Mom thinks ‘Uncle Bookie’ brother-in-law is a poor role model
Dear Carolyn: My brother-in-law is not someone I consider a good role model for my son. His idea of appropriate behavior with his nephew at a holiday dinner is armwrestling him at the dinner table and then teaching him about gambling while watching football. Should I ask my sister to tell her husband to steer clear of my son, or let it go for one
time a year?
— Relative
Relative: Well, the pandemic answered this for 2020. But there’s no avoiding bad role models entirely, and whatever you teach your son is going to have to bear up under all kinds of external and societal pressure, only a sliver of which you can anticipate and preempt.
When you know you have some say, it can be a tough decision. Is it protecting your kids as any responsible parent would, or is it pearlclutching and bubblewrapping at your kid’s own expense?
I don’t think there’s a universal answer, in part because quickie descriptions often don’t offer enough information for risk-assessment. “The Gift of Fear” and “Protecting the Gift” (Gavin de Becker) can help you calibrate your judgment, and they’re both accessible in what they suggest.

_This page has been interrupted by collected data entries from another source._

//! Per-plugin handle onto the kernel.
//!
//! Everything registered through a context is attributed to the plugin, so the
//! manager can roll it back on failure and remove it on stop or unload.

use serde::de::DeserializeOwned;
use serde_json::Value;
use std::sync::{Arc, Weak};
use tokio_util::sync::CancellationToken;

use crate::bus::{Event, EventBus, EventHandler, PublishReport, Subscription};
use crate::kernel::{PluginManager, ServiceHandler, ServiceRegistry, ServiceSpec};
use crate::state::StateMirror;
use crate::types::{Error, Result};

#[derive(Clone)]
pub struct PluginContext {
    name: String,
    /// Identifies this incarnation when a name is reloaded.
    epoch: u64,
    settings: Value,
    bus: Arc<EventBus>,
    services: Arc<ServiceRegistry>,
    state: Arc<StateMirror>,
    shutdown: CancellationToken,
    manager: Weak<PluginManager>,
}

impl std::fmt::Debug for PluginContext {
    fn fmt(&self, f: &mut std::fmt::Formatter<'_>) -> std::fmt::Result {
        f.debug_struct("PluginContext")
            .field("name", &self.name)
            .finish_non_exhaustive()
    }
}

impl PluginContext {
    #[allow(clippy::too_many_arguments)]
    pub(crate) fn new(
        name: String,
        epoch: u64,
        settings: Value,
        bus: Arc<EventBus>,
        services: Arc<ServiceRegistry>,
        state: Arc<StateMirror>,
        shutdown: CancellationToken,
        manager: Weak<PluginManager>,
    ) -> Self {
        Self {
            name,
            epoch,
            settings,
            bus,
            services,
            state,
            shutdown,
            manager,
        }
    }

    /// Instance name; also the owner of everything registered here.
    pub fn name(&self) -> &str {
        &self.name
    }

    pub fn settings(&self) -> &Value {
        &self.settings
    }

    /// Deserialize the instance settings. `null` settings parse as `T::default()`.
    pub fn parse_settings<T: DeserializeOwned + Default>(&self) -> Result<T> {
        if self.settings.is_null() {
            return Ok(T::default());
        }
        serde_json::from_value(self.settings.clone()).map_err(|e| {
            Error::validation(format!("invalid settings for plugin {}: {}", self.name, e))
        })
    }

    pub fn bus(&self) -> &Arc<EventBus> {
        &self.bus
    }

    pub fn services(&self) -> &Arc<ServiceRegistry> {
        &self.services
    }

    pub fn state(&self) -> &Arc<StateMirror> {
        &self.state
    }

    /// Cancelled when the runtime begins shutting down.
    pub fn shutdown_token(&self) -> &CancellationToken {
        &self.shutdown
    }

    /// The manager, while the runtime is alive.
    pub fn plugins(&self) -> Option<Arc<PluginManager>> {
        self.manager.upgrade()
    }

    async fn is_live(&self) -> bool {
        match self.manager.upgrade() {
            Some(manager) => manager.is_live(&self.name, self.epoch).await,
            None => false,
        }
    }

    async fn ensure_live(&self) -> Result<()> {
        if self.is_live().await {
            Ok(())
        } else {
            Err(Error::state_transition(format!(
                "plugin {} is not live and cannot register",
                self.name
            )))
        }
    }

    // =============================================================================
    // Registration
    // =============================================================================

    pub async fn register_service(
        &self,
        name: &str,
        handler: Arc<dyn ServiceHandler>,
    ) -> Result<()> {
        self.register(ServiceSpec::new(name), handler).await
    }

    /// Register a service owned by this plugin.
    ///
    /// Fails once the plugin has reached a terminal state, so a hook that
    /// outlived its budget cannot leave handlers behind.
    pub async fn register(
        &self,
        spec: ServiceSpec,
        handler: Arc<dyn ServiceHandler>,
    ) -> Result<()> {
        self.ensure_live().await?;
        let name = spec.name.clone();
        self.services.register_with(spec, handler, &self.name).await?;

        // The plugin may have failed while the registry lock was awaited.
        if !self.is_live().await {
            if let Err(e) = self.services.unregister(&name, &self.name).await {
                tracing::debug!(
                    plugin = %self.name,
                    service = %name,
                    error = %e,
                    "late registration already removed"
                );
            }
            return Err(Error::state_transition(format!(
                "plugin {} stopped during registration of {}",
                self.name, name
            )));
        }
        Ok(())
    }

    /// Subscribe a handler owned by this plugin.
    pub async fn subscribe(
        &self,
        pattern: &str,
        handler: Arc<dyn EventHandler>,
    ) -> Result<Subscription> {
        self.ensure_live().await?;
        let subscription = self
            .bus
            .subscribe_owned(&self.name, pattern, handler)
            .await?;

        if !self.is_live().await {
            self.bus.unsubscribe(&subscription).await;
            return Err(Error::state_transition(format!(
                "plugin {} stopped during subscription to {}",
                self.name, pattern
            )));
        }
        Ok(subscription)
    }

    pub async fn unsubscribe(&self, subscription: &Subscription) -> bool {
        self.bus.unsubscribe(subscription).await
    }

    // =============================================================================
    // Interaction
    // =============================================================================

    /// Publish with this plugin as the event source.
    pub async fn publish(&self, topic: &str, payload: Value) -> Result<PublishReport> {
        self.bus
            .publish_event(Event::new(topic, payload).with_source(&self.name))
            .await
    }

    /// Call another plugin's service.
    pub async fn call(&self, service: &str, args: Value) -> Result<Value> {
        self.services.call(service, args).await
    }
}
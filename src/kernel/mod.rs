//! Kernel - the composition root.
//!
//! The Runtime owns one instance of every subsystem and wires them together.
//! Subsystems (plugin manager, service registry, event bus, state mirror, auth)
//! are plain structs shared behind `Arc`, not separate actors: each guards its
//! own state with short-lived `tokio::sync` locks.

mod cleanup;
mod inflight;
pub mod lifecycle;
mod services;
mod types;

pub use cleanup::{CleanupConfig, CleanupService, CleanupStats};
pub use inflight::{InFlightGuard, InFlightTracker};
pub use lifecycle::{BatchReport, PluginManager, StopOutcome, PLUGIN_STATE_TOPIC};
pub use services::{
    service_fn, typed_service, RegistryStats, ServiceHandler, ServiceInfo, ServiceRegistry,
    ServiceRequest, ServiceSpec,
};
pub use types::{PluginInfo, PluginState, StateTransition};

use serde_json::Value;
use std::sync::atomic::{AtomicBool, Ordering};
use std::sync::{Arc, Mutex};
use tokio::task::JoinHandle;
use tokio_util::sync::CancellationToken;

use crate::auth::{AuthService, Credential};
use crate::bus::EventBus;
use crate::plugin::PluginCatalog;
use crate::state::StateMirror;
use crate::storage::StorageAdapter;
use crate::types::{Config, Error, Result};

/// A running kernel instance.
pub struct Runtime {
    config: Config,
    storage: Arc<dyn StorageAdapter>,
    in_flight: Arc<InFlightTracker>,
    bus: Arc<EventBus>,
    services: Arc<ServiceRegistry>,
    state: Arc<StateMirror>,
    auth: Arc<AuthService>,
    plugins: Arc<PluginManager>,
    shutdown: CancellationToken,
    shut_down: AtomicBool,
    cleanup: Mutex<Option<JoinHandle<()>>>,
}

impl std::fmt::Debug for Runtime {
    fn fmt(&self, f: &mut std::fmt::Formatter<'_>) -> std::fmt::Result {
        f.debug_struct("Runtime")
            .field("plugins", &self.plugins)
            .field("shutting_down", &self.shutdown.is_cancelled())
            .finish_non_exhaustive()
    }
}

impl Runtime {
    /// Build every component over `storage`, hydrate the revocation list and
    /// start the background cleanup sweep. No plugins are loaded yet.
    pub async fn boot(config: Config, storage: Arc<dyn StorageAdapter>) -> Result<Arc<Self>> {
        config.validate()?;

        let in_flight = Arc::new(InFlightTracker::new());
        let bus = Arc::new(EventBus::with_tracker(in_flight.clone()));
        let services = Arc::new(ServiceRegistry::with_tracker(in_flight.clone()));
        let state = Arc::new(StateMirror::new(storage.clone()));
        let auth = Arc::new(AuthService::open(&config.auth, storage.clone()).await?);
        let shutdown = CancellationToken::new();
        let plugins = PluginManager::new(
            bus.clone(),
            services.clone(),
            state.clone(),
            shutdown.clone(),
            &config.runtime,
        );

        let cleanup = CleanupService::new(
            auth.clone(),
            CleanupConfig::from(&config.runtime),
            shutdown.child_token(),
        )
        .start();

        tracing::info!(
            revocations = auth.revocations().len().await,
            "runtime_booted"
        );

        Ok(Arc::new(Self {
            config,
            storage,
            in_flight,
            bus,
            services,
            state,
            auth,
            plugins,
            shutdown,
            shut_down: AtomicBool::new(false),
            cleanup: Mutex::new(Some(cleanup)),
        }))
    }

    pub fn config(&self) -> &Config {
        &self.config
    }

    pub fn storage(&self) -> &Arc<dyn StorageAdapter> {
        &self.storage
    }

    pub fn plugins(&self) -> &Arc<PluginManager> {
        &self.plugins
    }

    pub fn bus(&self) -> &Arc<EventBus> {
        &self.bus
    }

    pub fn services(&self) -> &Arc<ServiceRegistry> {
        &self.services
    }

    pub fn state(&self) -> &Arc<StateMirror> {
        &self.state
    }

    pub fn auth(&self) -> &Arc<AuthService> {
        &self.auth
    }

    pub fn in_flight(&self) -> &Arc<InFlightTracker> {
        &self.in_flight
    }

    pub fn shutdown_token(&self) -> &CancellationToken {
        &self.shutdown
    }

    /// Load and start every enabled plugin listed in the configuration.
    ///
    /// An unknown kind fails before anything is loaded. Individual load or
    /// start failures are collected in the report.
    pub async fn load_configured(&self, catalog: &PluginCatalog) -> Result<BatchReport> {
        let descriptors = catalog.descriptors(&self.config.plugins)?;
        let loaded = self.plugins.load_all(descriptors).await;
        let mut report = self.plugins.start_all().await;

        let mut failed = loaded.failed;
        failed.append(&mut report.failed);
        report.failed = failed;
        if !report.is_clean() {
            tracing::warn!(failed = ?report.failed, "some plugins did not start");
        }
        Ok(report)
    }

    /// Entry point for externally triggered calls: authenticate, rate-limit,
    /// authorize against the service's required scopes, then invoke.
    pub async fn call_external(
        &self,
        credential: &Credential,
        service: &str,
        args: Value,
    ) -> Result<Value> {
        if self.shutdown.is_cancelled() {
            return Err(Error::state_transition("runtime is shutting down"));
        }
        let context = self.auth.authenticate(credential).await?;
        tracing::debug!(subject = %context.subject, service, "external_call");
        self.services.call_as(&context, service, args).await
    }

    /// Graceful shutdown.
    ///
    /// Signals the shutdown token, waits up to the grace period for in-flight
    /// calls and deliveries, fails plugins that still own work, then stops
    /// every plugin in reverse start order. Later calls return an empty
    /// report.
    pub async fn shutdown(&self) -> BatchReport {
        if self.shut_down.swap(true, Ordering::SeqCst) {
            return BatchReport::default();
        }

        let grace = self.config.runtime.shutdown_grace;
        tracing::info!(grace = ?grace, in_flight = self.in_flight.total(), "runtime_shutting_down");
        self.shutdown.cancel();

        if !self.in_flight.wait_idle(grace).await {
            for owner in self.in_flight.busy_owners() {
                tracing::warn!(
                    plugin = %owner,
                    in_flight = self.in_flight.count_for(&owner),
                    "in-flight work outlived the shutdown grace period"
                );
                if let Err(e) = self
                    .plugins
                    .mark_failed(&owner, "in-flight work outlived the shutdown grace period")
                    .await
                {
                    tracing::debug!(plugin = %owner, error = %e, "could not mark plugin failed");
                }
            }
        }

        let cleanup = self
            .cleanup
            .lock()
            .unwrap_or_else(|poisoned| poisoned.into_inner())
            .take();
        if let Some(handle) = cleanup {
            if let Err(e) = handle.await {
                tracing::warn!(error = %e, "cleanup task ended abnormally");
            }
        }

        let report = self.plugins.stop_all().await;
        tracing::info!(
            stopped = report.succeeded.len(),
            failed = report.failed.len(),
            abandoned = report.abandoned.len(),
            "runtime_stopped"
        );
        report
    }
}
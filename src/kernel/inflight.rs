//! In-flight work accounting.
//!
//! Service calls and event deliveries hold an [`InFlightGuard`] for as long as
//! the handler runs. Shutdown uses the tracker to wait for a bounded grace
//! period and to find the plugins that still own unfinished work afterwards.

use std::collections::HashMap;
use std::sync::atomic::{AtomicUsize, Ordering};
use std::sync::{Arc, Mutex, MutexGuard};
use std::time::Duration;
use tokio::sync::Notify;

/// Per-owner counters of running handlers.
#[derive(Debug, Default)]
pub struct InFlightTracker {
    by_owner: Mutex<HashMap<String, usize>>,
    total: AtomicUsize,
    idle: Notify,
}

impl InFlightTracker {
    pub fn new() -> Self {
        Self::default()
    }

    fn owners_map(&self) -> MutexGuard<'_, HashMap<String, usize>> {
        // Counters stay meaningful even if a holder panicked mid-update.
        self.by_owner
            .lock()
            .unwrap_or_else(|poisoned| poisoned.into_inner())
    }

    /// Mark one unit of work as started. Work without an owner is counted in
    /// the total only.
    pub fn enter(self: &Arc<Self>, owner: Option<&str>) -> InFlightGuard {
        self.total.fetch_add(1, Ordering::SeqCst);
        if let Some(owner) = owner {
            *self.owners_map().entry(owner.to_string()).or_insert(0) += 1;
        }
        InFlightGuard {
            tracker: Arc::clone(self),
            owner: owner.map(str::to_string),
        }
    }

    pub fn total(&self) -> usize {
        self.total.load(Ordering::SeqCst)
    }

    /// In-flight count attributed to one owner.
    pub fn count_for(&self, owner: &str) -> usize {
        self.owners_map().get(owner).copied().unwrap_or(0)
    }

    /// Owners with unfinished work, sorted.
    pub fn busy_owners(&self) -> Vec<String> {
        let mut owners: Vec<String> = self
            .owners_map()
            .iter()
            .filter(|(_, &count)| count > 0)
            .map(|(owner, _)| owner.clone())
            .collect();
        owners.sort();
        owners
    }

    /// Wait until nothing is in flight or `grace` elapses.
    ///
    /// Returns `true` if the tracker drained in time.
    pub async fn wait_idle(&self, grace: Duration) -> bool {
        let deadline = tokio::time::Instant::now() + grace;
        loop {
            let notified = self.idle.notified();
            if self.total() == 0 {
                return true;
            }
            if tokio::time::timeout_at(deadline, notified).await.is_err() {
                return self.total() == 0;
            }
        }
    }

    fn exit(&self, owner: Option<&str>) {
        if let Some(owner) = owner {
            let mut map = self.owners_map();
            if let Some(count) = map.get_mut(owner) {
                *count = count.saturating_sub(1);
                if *count == 0 {
                    map.remove(owner);
                }
            }
        }
        if self.total.fetch_sub(1, Ordering::SeqCst) == 1 {
            self.idle.notify_waiters();
        }
    }
}

/// RAII marker for one running handler.
#[derive(Debug)]
pub struct InFlightGuard {
    tracker: Arc<InFlightTracker>,
    owner: Option<String>,
}

impl Drop for InFlightGuard {
    fn drop(&mut self) {
        self.tracker.exit(self.owner.as_deref());
    }
}
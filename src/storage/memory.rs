//! In-memory storage adapter.

use async_trait::async_trait;
use serde_json::Value;
use std::collections::{BTreeMap, HashMap};
use tokio::sync::RwLock;

use super::StorageAdapter;
use crate::types::Result;

/// Process-local storage. Contents are lost on drop.
#[derive(Debug, Default)]
pub struct MemoryStorage {
    namespaces: RwLock<HashMap<String, BTreeMap<String, Value>>>,
}

impl MemoryStorage {
    pub fn new() -> Self {
        Self::default()
    }

    /// Number of keys across all namespaces.
    pub async fn len(&self) -> usize {
        self.namespaces.read().await.values().map(BTreeMap::len).sum()
    }

    pub async fn is_empty(&self) -> bool {
        self.len().await == 0
    }
}

#[async_trait]
impl StorageAdapter for MemoryStorage {
    async fn get(&self, namespace: &str, key: &str) -> Result<Option<Value>> {
        let namespaces = self.namespaces.read().await;
        Ok(namespaces.get(namespace).and_then(|ns| ns.get(key)).cloned())
    }

    async fn set(&self, namespace: &str, key: &str, value: Value) -> Result<()> {
        let mut namespaces = self.namespaces.write().await;
        namespaces
            .entry(namespace.to_string())
            .or_default()
            .insert(key.to_string(), value);
        Ok(())
    }

    async fn delete(&self, namespace: &str, key: &str) -> Result<()> {
        let mut namespaces = self.namespaces.write().await;
        if let Some(ns) = namespaces.get_mut(namespace) {
            ns.remove(key);
            if ns.is_empty() {
                namespaces.remove(namespace);
            }
        }
        Ok(())
    }

    async fn list(&self, namespace: &str) -> Result<Vec<String>> {
        let namespaces = self.namespaces.read().await;
        Ok(namespaces
            .get(namespace)
            .map(|ns| ns.keys().cloned().collect())
            .unwrap_or_default())
    }

    async fn scan(&self, namespace: &str) -> Result<Vec<(String, Value)>> {
        let namespaces = self.namespaces.read().await;
        Ok(namespaces
            .get(namespace)
            .map(|ns| ns.iter().map(|(k, v)| (k.clone(), v.clone())).collect())
            .unwrap_or_default())
    }
}
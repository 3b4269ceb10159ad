//! Rate limiting and throttling.
//!
//! Token bucket per subject: each bucket holds up to `capacity` tokens and
//! gains `refill_amount` tokens every `refill_interval`. A request consumes one
//! token; an empty bucket rejects with the time until the next refill.

use serde::{Deserialize, Serialize};
use std::collections::HashMap;
use std::sync::{Mutex, MutexGuard};
use std::time::{Duration, Instant};

use crate::types::{Error, Result};

/// Token bucket configuration.
#[derive(Debug, Clone, PartialEq, Eq, Serialize, Deserialize)]
#[serde(default)]
pub struct RateLimitConfig {
    pub capacity: u32,
    pub refill_amount: u32,
    #[serde(with = "humantime_serde")]
    pub refill_interval: Duration,
}

impl Default for RateLimitConfig {
    fn default() -> Self {
        Self {
            capacity: 60,
            refill_amount: 1,
            refill_interval: Duration::from_secs(1),
        }
    }
}

impl RateLimitConfig {
    pub fn validate(&self) -> Result<()> {
        if self.capacity == 0 || self.refill_amount == 0 {
            return Err(Error::config(
                "rate_limit capacity and refill_amount must be non-zero",
            ));
        }
        if self.refill_interval.is_zero() {
            return Err(Error::config("rate_limit refill_interval must be non-zero"));
        }
        Ok(())
    }
}

#[derive(Debug)]
struct TokenBucket {
    tokens: u32,
    last_refill: Instant,
    last_seen: Instant,
}

impl TokenBucket {
    fn full(config: &RateLimitConfig, now: Instant) -> Self {
        Self {
            tokens: config.capacity,
            last_refill: now,
            last_seen: now,
        }
    }

    /// Add every whole interval's worth of tokens accrued since the last refill.
    fn refill(&mut self, config: &RateLimitConfig, now: Instant) {
        let elapsed = now.saturating_duration_since(self.last_refill);
        let intervals = elapsed.as_nanos() / config.refill_interval.as_nanos();
        if intervals == 0 {
            return;
        }

        let added = intervals.saturating_mul(u128::from(config.refill_amount));
        let tokens = (u128::from(self.tokens) + added).min(u128::from(config.capacity));
        self.tokens = tokens as u32;

        if self.tokens == config.capacity {
            self.last_refill = now;
        } else {
            // Below capacity means fewer than `capacity` intervals elapsed.
            self.last_refill += config.refill_interval * intervals as u32;
        }
    }

    fn try_consume(
        &mut self,
        config: &RateLimitConfig,
        now: Instant,
    ) -> std::result::Result<(), Duration> {
        self.refill(config, now);
        self.last_seen = now;
        if self.tokens > 0 {
            self.tokens -= 1;
            return Ok(());
        }
        let since_refill = now.saturating_duration_since(self.last_refill);
        Err(config.refill_interval.saturating_sub(since_refill))
    }
}

/// Rate limiter - enforces request rate limits per subject.
#[derive(Debug)]
pub struct RateLimiter {
    config: RateLimitConfig,
    buckets: Mutex<HashMap<String, TokenBucket>>,
}

impl RateLimiter {
    /// Build a limiter, rejecting configs that could never refill.
    pub fn new(config: RateLimitConfig) -> Result<Self> {
        config.validate()?;
        Ok(Self::unchecked(config))
    }

    fn unchecked(config: RateLimitConfig) -> Self {
        Self {
            config,
            buckets: Mutex::new(HashMap::new()),
        }
    }

    pub fn config(&self) -> &RateLimitConfig {
        &self.config
    }

    fn buckets(&self) -> MutexGuard<'_, HashMap<String, TokenBucket>> {
        self.buckets
            .lock()
            .unwrap_or_else(|poisoned| poisoned.into_inner())
    }

    /// Consume one token for `subject`, or fail with `RateLimited`.
    pub fn check_and_consume(&self, subject: &str) -> Result<()> {
        self.check_and_consume_at(subject, Instant::now())
    }

    pub fn check_and_consume_at(&self, subject: &str, now: Instant) -> Result<()> {
        let mut buckets = self.buckets();
        let bucket = buckets
            .entry(subject.to_string())
            .or_insert_with(|| TokenBucket::full(&self.config, now));

        bucket.try_consume(&self.config, now).map_err(|retry_after| {
            tracing::debug!(subject, ?retry_after, "rate_limited");
            Error::rate_limited(subject, retry_after)
        })
    }

    /// Tokens currently available to `subject` (a full bucket if unseen).
    pub fn remaining(&self, subject: &str) -> u32 {
        self.remaining_at(subject, Instant::now())
    }

    pub fn remaining_at(&self, subject: &str, now: Instant) -> u32 {
        let mut buckets = self.buckets();
        match buckets.get_mut(subject) {
            Some(bucket) => {
                bucket.refill(&self.config, now);
                bucket.tokens
            }
            None => self.config.capacity,
        }
    }

    /// Clear the bucket for a subject.
    pub fn reset(&self, subject: &str) {
        self.buckets().remove(subject);
    }

    /// Drop buckets unused for at least `idle`. Returns how many were removed.
    ///
    /// Dropping a bucket is equivalent to refilling it, so only buckets that
    /// would be full again by now are removed.
    pub fn cleanup_idle(&self, idle: Duration) -> usize {
        self.cleanup_idle_at(idle, Instant::now())
    }

    pub fn cleanup_idle_at(&self, idle: Duration, now: Instant) -> usize {
        let config = &self.config;
        let mut buckets = self.buckets();
        let before = buckets.len();
        buckets.retain(|_, bucket| {
            bucket.refill(config, now);
            let idle_long_enough = now.saturating_duration_since(bucket.last_seen) >= idle;
            !(idle_long_enough && bucket.tokens == config.capacity)
        });
        before - buckets.len()
    }

    pub fn tracked_subjects(&self) -> usize {
        self.buckets().len()
    }
}

impl Default for RateLimiter {
    fn default() -> Self {
        Self::unchecked(RateLimitConfig::default())
    }
}

#[cfg(test)]
mod tests {
    use super::*;

    fn limiter(capacity: u32, refill_amount: u32, interval_ms: u64) -> RateLimiter {
        RateLimiter::new(RateLimitConfig {
            capacity,
            refill_amount,
            refill_interval: Duration::from_millis(interval_ms),
        })
        .unwrap()
    }

    #[test]
    fn test_allows_up_to_capacity() {
        let limiter = limiter(3, 1, 1000);
        let now = Instant::now();

        for _ in 0..3 {
            assert!(limiter.check_and_consume_at("alice", now).is_ok());
        }
        let err = limiter.check_and_consume_at("alice", now).unwrap_err();
        match err {
            Error::RateLimited {
                subject,
                retry_after,
            } => {
                assert_eq!(subject, "alice");
                assert_eq!(retry_after, Duration::from_millis(1000));
            }
            other => panic!("unexpected error: {other:?}"),
        }
    }

    #[test]
    fn test_refills_on_fixed_schedule() {
        let limiter = limiter(2, 1, 100);
        let t0 = Instant::now();

        limiter.check_and_consume_at("alice", t0).unwrap();
        limiter.check_and_consume_at("alice", t0).unwrap();
        assert!(limiter.check_and_consume_at("alice", t0).is_err());

        // Partial interval adds nothing.
        let t1 = t0 + Duration::from_millis(60);
        assert!(limiter.check_and_consume_at("alice", t1).is_err());

        // One full interval adds exactly one token.
        let t2 = t0 + Duration::from_millis(100);
        assert!(limiter.check_and_consume_at("alice", t2).is_ok());
        assert!(limiter.check_and_consume_at("alice", t2).is_err());

        // Long idle refills to capacity, never above.
        let t3 = t0 + Duration::from_secs(60);
        assert_eq!(limiter.remaining_at("alice", t3), 2);
    }

    #[test]
    fn test_retry_after_counts_down() {
        let limiter = limiter(1, 1, 1000);
        let t0 = Instant::now();
        limiter.check_and_consume_at("alice", t0).unwrap();

        let err = limiter
            .check_and_consume_at("alice", t0 + Duration::from_millis(300))
            .unwrap_err();
        assert!(matches!(
            err,
            Error::RateLimited { retry_after, .. } if retry_after == Duration::from_millis(700)
        ));
    }

    #[test]
    fn test_subjects_are_independent() {
        let limiter = limiter(1, 1, 1000);
        let now = Instant::now();
        limiter.check_and_consume_at("alice", now).unwrap();
        assert!(limiter.check_and_consume_at("alice", now).is_err());
        assert!(limiter.check_and_consume_at("bob", now).is_ok());
    }

    #[test]
    fn test_reset_restores_capacity() {
        let limiter = limiter(1, 1, 1000);
        let now = Instant::now();
        limiter.check_and_consume_at("alice", now).unwrap();
        limiter.reset("alice");
        assert!(limiter.check_and_consume_at("alice", now).is_ok());
    }

    #[test]
    fn test_cleanup_idle_keeps_drained_buckets() {
        let limiter = limiter(2, 1, 1000);
        let t0 = Instant::now();
        limiter.check_and_consume_at("idle", t0).unwrap();
        limiter.check_and_consume_at("busy", t0).unwrap();
        limiter.check_and_consume_at("busy", t0).unwrap();

        // After 1s "idle" is full again, "busy" still has one token missing.
        let later = t0 + Duration::from_secs(1);
        let removed = limiter.cleanup_idle_at(Duration::from_millis(500), later);
        assert_eq!(removed, 1);
        assert_eq!(limiter.tracked_subjects(), 1);
    }

    #[test]
    fn test_validate_rejects_zero_values() {
        assert!(RateLimitConfig::default().validate().is_ok());
        let zero_capacity = RateLimitConfig {
            capacity: 0,
            ..Default::default()
        };
        assert!(zero_capacity.validate().is_err());
        let zero_interval = RateLimitConfig {
            refill_interval: Duration::ZERO,
            ..Default::default()
        };
        assert!(zero_interval.validate().is_err());

        let err = RateLimiter::new(zero_interval).unwrap_err();
        assert_eq!(err.kind(), crate::types::ErrorKind::Config);
    }
}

In the meantime, you can do your own basic risk test: Are once-a-year arm-wrestlings at the table — which you can see and say no to right away, if it’s important to you— and a few gambling tips enough to send your son’s life spinning off course? Is preventing these things worth the no-doubt highly insulting conversation with your sister? Is an occasional conversation with your kid about nutty
Uncle Bookie enough to maintain proper perspective?
If there’s more to this, and/or your brotherin-law triggers your gut-level warning system, then the answer still isn’t to talk to your sister — it’s to make sure your son is never unsupervised with any person who sets off any danger bells.